#### Given records
------------------------------------
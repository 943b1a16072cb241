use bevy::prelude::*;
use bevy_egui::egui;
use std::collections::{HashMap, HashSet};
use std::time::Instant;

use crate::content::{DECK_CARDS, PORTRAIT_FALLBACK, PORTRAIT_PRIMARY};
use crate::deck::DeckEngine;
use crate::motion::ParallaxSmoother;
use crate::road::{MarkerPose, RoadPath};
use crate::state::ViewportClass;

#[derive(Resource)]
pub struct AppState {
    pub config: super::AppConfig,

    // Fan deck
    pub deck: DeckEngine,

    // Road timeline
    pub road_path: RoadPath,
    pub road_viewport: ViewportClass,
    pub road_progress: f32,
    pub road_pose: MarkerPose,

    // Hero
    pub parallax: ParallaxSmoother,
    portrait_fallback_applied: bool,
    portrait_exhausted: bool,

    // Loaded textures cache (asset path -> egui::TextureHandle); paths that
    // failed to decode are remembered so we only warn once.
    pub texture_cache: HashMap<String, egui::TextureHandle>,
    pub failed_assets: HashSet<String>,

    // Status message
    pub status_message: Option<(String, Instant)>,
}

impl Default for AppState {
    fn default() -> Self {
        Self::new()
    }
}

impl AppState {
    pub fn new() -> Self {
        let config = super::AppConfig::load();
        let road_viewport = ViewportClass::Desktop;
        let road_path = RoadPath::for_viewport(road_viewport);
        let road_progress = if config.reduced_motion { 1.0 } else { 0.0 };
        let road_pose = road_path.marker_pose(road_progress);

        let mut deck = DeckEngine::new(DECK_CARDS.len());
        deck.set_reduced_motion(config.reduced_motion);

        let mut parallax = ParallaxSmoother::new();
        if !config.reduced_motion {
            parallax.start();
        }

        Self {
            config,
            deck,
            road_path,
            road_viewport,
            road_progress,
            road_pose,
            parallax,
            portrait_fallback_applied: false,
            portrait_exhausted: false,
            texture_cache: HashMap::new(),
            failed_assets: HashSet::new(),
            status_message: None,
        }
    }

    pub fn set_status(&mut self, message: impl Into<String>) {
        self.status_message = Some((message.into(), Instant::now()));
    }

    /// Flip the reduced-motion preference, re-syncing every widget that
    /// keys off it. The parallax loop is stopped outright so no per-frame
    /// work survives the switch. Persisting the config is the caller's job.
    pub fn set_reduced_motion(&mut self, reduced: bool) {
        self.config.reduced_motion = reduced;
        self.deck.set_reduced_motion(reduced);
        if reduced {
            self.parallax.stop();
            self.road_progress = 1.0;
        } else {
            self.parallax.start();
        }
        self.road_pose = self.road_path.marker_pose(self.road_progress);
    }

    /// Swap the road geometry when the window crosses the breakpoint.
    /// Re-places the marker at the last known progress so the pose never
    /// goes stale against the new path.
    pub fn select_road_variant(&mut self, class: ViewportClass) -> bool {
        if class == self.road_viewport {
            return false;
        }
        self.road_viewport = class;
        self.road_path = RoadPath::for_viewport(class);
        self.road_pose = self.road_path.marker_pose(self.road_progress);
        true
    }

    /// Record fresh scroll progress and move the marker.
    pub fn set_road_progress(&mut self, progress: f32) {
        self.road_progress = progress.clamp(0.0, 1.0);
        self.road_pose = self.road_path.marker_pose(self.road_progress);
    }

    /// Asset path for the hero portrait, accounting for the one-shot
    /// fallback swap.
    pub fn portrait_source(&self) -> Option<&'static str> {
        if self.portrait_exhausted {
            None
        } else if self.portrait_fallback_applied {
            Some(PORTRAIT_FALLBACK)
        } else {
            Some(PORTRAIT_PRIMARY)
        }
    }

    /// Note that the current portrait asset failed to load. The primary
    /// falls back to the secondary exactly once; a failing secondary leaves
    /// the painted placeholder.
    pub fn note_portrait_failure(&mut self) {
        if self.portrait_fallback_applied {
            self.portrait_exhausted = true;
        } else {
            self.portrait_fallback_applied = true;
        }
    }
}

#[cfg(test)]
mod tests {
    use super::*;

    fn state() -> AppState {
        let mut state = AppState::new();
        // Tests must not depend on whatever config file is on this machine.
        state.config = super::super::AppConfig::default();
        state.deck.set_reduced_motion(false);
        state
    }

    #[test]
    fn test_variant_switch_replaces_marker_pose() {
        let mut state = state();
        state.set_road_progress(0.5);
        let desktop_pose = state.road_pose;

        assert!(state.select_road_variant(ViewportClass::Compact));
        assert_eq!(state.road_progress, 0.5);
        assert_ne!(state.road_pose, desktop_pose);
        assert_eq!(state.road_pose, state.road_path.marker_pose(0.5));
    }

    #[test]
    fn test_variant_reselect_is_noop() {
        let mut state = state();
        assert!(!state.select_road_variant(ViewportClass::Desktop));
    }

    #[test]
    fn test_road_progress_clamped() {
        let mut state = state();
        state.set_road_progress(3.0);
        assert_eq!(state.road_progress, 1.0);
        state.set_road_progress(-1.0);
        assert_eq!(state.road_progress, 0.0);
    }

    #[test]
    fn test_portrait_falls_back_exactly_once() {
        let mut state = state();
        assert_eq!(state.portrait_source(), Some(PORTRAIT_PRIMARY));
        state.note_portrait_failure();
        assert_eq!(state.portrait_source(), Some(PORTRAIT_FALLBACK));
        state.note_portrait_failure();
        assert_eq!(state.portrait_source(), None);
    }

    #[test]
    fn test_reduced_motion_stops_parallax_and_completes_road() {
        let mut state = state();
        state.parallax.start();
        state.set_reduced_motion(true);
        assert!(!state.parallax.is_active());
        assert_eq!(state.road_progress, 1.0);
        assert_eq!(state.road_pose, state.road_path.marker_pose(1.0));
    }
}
------------------------------------
#### Aim of the exercise
The entries listed above are to be output exactly. Leave none out.

#### Written reply
repository 943b1a16072cb241
use bevy::prelude::*;
use bevy_egui::egui;
use std::collections::{HashMap, HashSet};
use std::time::Instant;

use crate::content::{DECK_CARDS, PORTRAIT_FALLBACK, PORTRAIT_PRIMARY};
use crate::deck::DeckEngine;
use crate::motion::ParallaxSmoother;
use crate::road::{MarkerPose, RoadPath};
use crate::state::ViewportClass;

#[derive(Resource)]
pub struct AppState {
    pub config: super::AppConfig,

    // Fan deck
    pub deck: DeckEngine,

    // Road timeline
    pub road_path: RoadPath,
    pub road_viewport: ViewportClass,
    pub road_progress: f32,
    pub road_pose: MarkerPose,

    // Hero
    pub parallax: ParallaxSmoother,
    portrait_fallback_applied: bool,
    portrait_exhausted: bool,

    // Loaded textures cache (asset path -> egui::TextureHandle); paths that
    // failed to decode are remembered so we only warn once.
    pub texture_cache: HashMap<String, egui::TextureHandle>,
    pub failed_assets: HashSet<String>,

    // Status message
    pub status_message: Option<(String, Instant)>,
}

impl Default for AppState {
    fn default() -> Self {
        Self::new()
    }
}

impl AppState {
    pub fn new() -> Self {
        let config = super::AppConfig::load();
        let road_viewport = ViewportClass::Desktop;
        let road_path = RoadPath::for_viewport(road_viewport);
        let road_progress = if config.reduced_motion { 1.0 } else { 0.0 };
        let road_pose = road_path.marker_pose(road_progress);

        let mut deck = DeckEngine::new(DECK_CARDS.len());
        deck.set_reduced_motion(config.reduced_motion);

        let mut parallax = ParallaxSmoother::new();
        if !config.reduced_motion {
            parallax.start();
        }

        Self {
            config,
            deck,
            road_path,
            road_viewport,
            road_progress,
            road_pose,
            parallax,
            portrait_fallback_applied: false,
            portrait_exhausted: false,
            texture_cache: HashMap::new(),
            failed_assets: HashSet::new(),
            status_message: None,
        }
    }

    pub fn set_status(&mut self, message: impl Into<String>) {
        self.status_message = Some((message.into(), Instant::now()));
    }

    /// Flip the reduced-motion preference, re-syncing every widget that
    /// keys off it. The parallax loop is stopped outright so no per-frame
    /// work survives the switch. Persisting the config is the caller's job.
    pub fn set_reduced_motion(&mut self, reduced: bool) {
        self.config.reduced_motion = reduced;
        self.deck.set_reduced_motion(reduced);
        if reduced {
            self.parallax.stop();
            self.road_progress = 1.0;
        } else {
            self.parallax.start();
        }
        self.road_pose = self.road_path.marker_pose(self.road_progress);
    }

    /// Swap the road geometry when the window crosses the breakpoint.
    /// Re-places the marker at the last known progress so the pose never
    /// goes stale against the new path.
    pub fn select_road_variant(&mut self, class: ViewportClass) -> bool {
        if class == self.road_viewport {
            return false;
        }
        self.road_viewport = class;
        self.road_path = RoadPath::for_viewport(class);
        self.road_pose = self.road_path.marker_pose(self.road_progress);
        true
    }

    /// Record fresh scroll progress and move the marker.
    pub fn set_road_progress(&mut self, progress: f32) {
        self.road_progress = progress.clamp(0.0, 1.0);
        self.road_pose = self.road_path.marker_pose(self.road_progress);
    }

    /// Asset path for the hero portrait, accounting for the one-shot
    /// fallback swap.
    pub fn portrait_source(&self) -> Option<&'static str> {
        if self.portrait_exhausted {
            None
        } else if self.portrait_fallback_applied {
            Some(PORTRAIT_FALLBACK)
        } else {
            Some(PORTRAIT_PRIMARY)
        }
    }

    /// Note that the current portrait asset failed to load. The primary
    /// falls back to the secondary exactly once; a failing secondary leaves
    /// the painted placeholder.
    pub fn note_portrait_failure(&mut self) {
        if self.portrait_fallback_applied {
            self.portrait_exhausted = true;
        } else {
            self.portrait_fallback_applied = true;
        }
    }
}

#[cfg(test)]
mod tests {
    use super::*;

    fn state() -> AppState {
        let mut state = AppState::new();
        // Tests must not depend on whatever config file is on this machine.
        state.config = super::super::AppConfig::default();
        state.deck.set_reduced_motion(false);
        state
    }

    #[test]
    fn test_variant_switch_replaces_marker_pose() {
        let mut state = state();
        state.set_road_progress(0.5);
        let desktop_pose = state.road_pose;

        assert!(state.select_road_variant(ViewportClass::Compact));
        assert_eq!(state.road_progress, 0.5);
        assert_ne!(state.road_pose, desktop_pose);
        assert_eq!(state.road_pose, state.road_path.marker_pose(0.5));
    }

    #[test]
    fn test_variant_reselect_is_noop() {
        let mut state = state();
        assert!(!state.select_road_variant(ViewportClass::Desktop));
    }

    #[test]
    fn test_road_progress_clamped() {
        let mut state = state();
        state.set_road_progress(3.0);
        assert_eq!(state.road_progress, 1.0);
        state.set_road_progress(-1.0);
        assert_eq!(state.road_progress, 0.0);
    }

    #[test]
    fn test_portrait_falls_back_exactly_once() {
        let mut state = state();
        assert_eq!(state.portrait_source(), Some(PORTRAIT_PRIMARY));
        state.note_portrait_failure();
        assert_eq!(state.portrait_source(), Some(PORTRAIT_FALLBACK));
        state.note_portrait_failure();
        assert_eq!(state.portrait_source(), None);
    }

    #[test]
    fn test_reduced_motion_stops_parallax_and_completes_road() {
        let mut state = state();
        state.parallax.start();
        state.set_reduced_motion(true);
        assert!(!state.parallax.is_active());
        assert_eq!(state.road_progress, 1.0);
        assert_eq!(state.road_pose, state.road_path.marker_pose(1.0));
    }
}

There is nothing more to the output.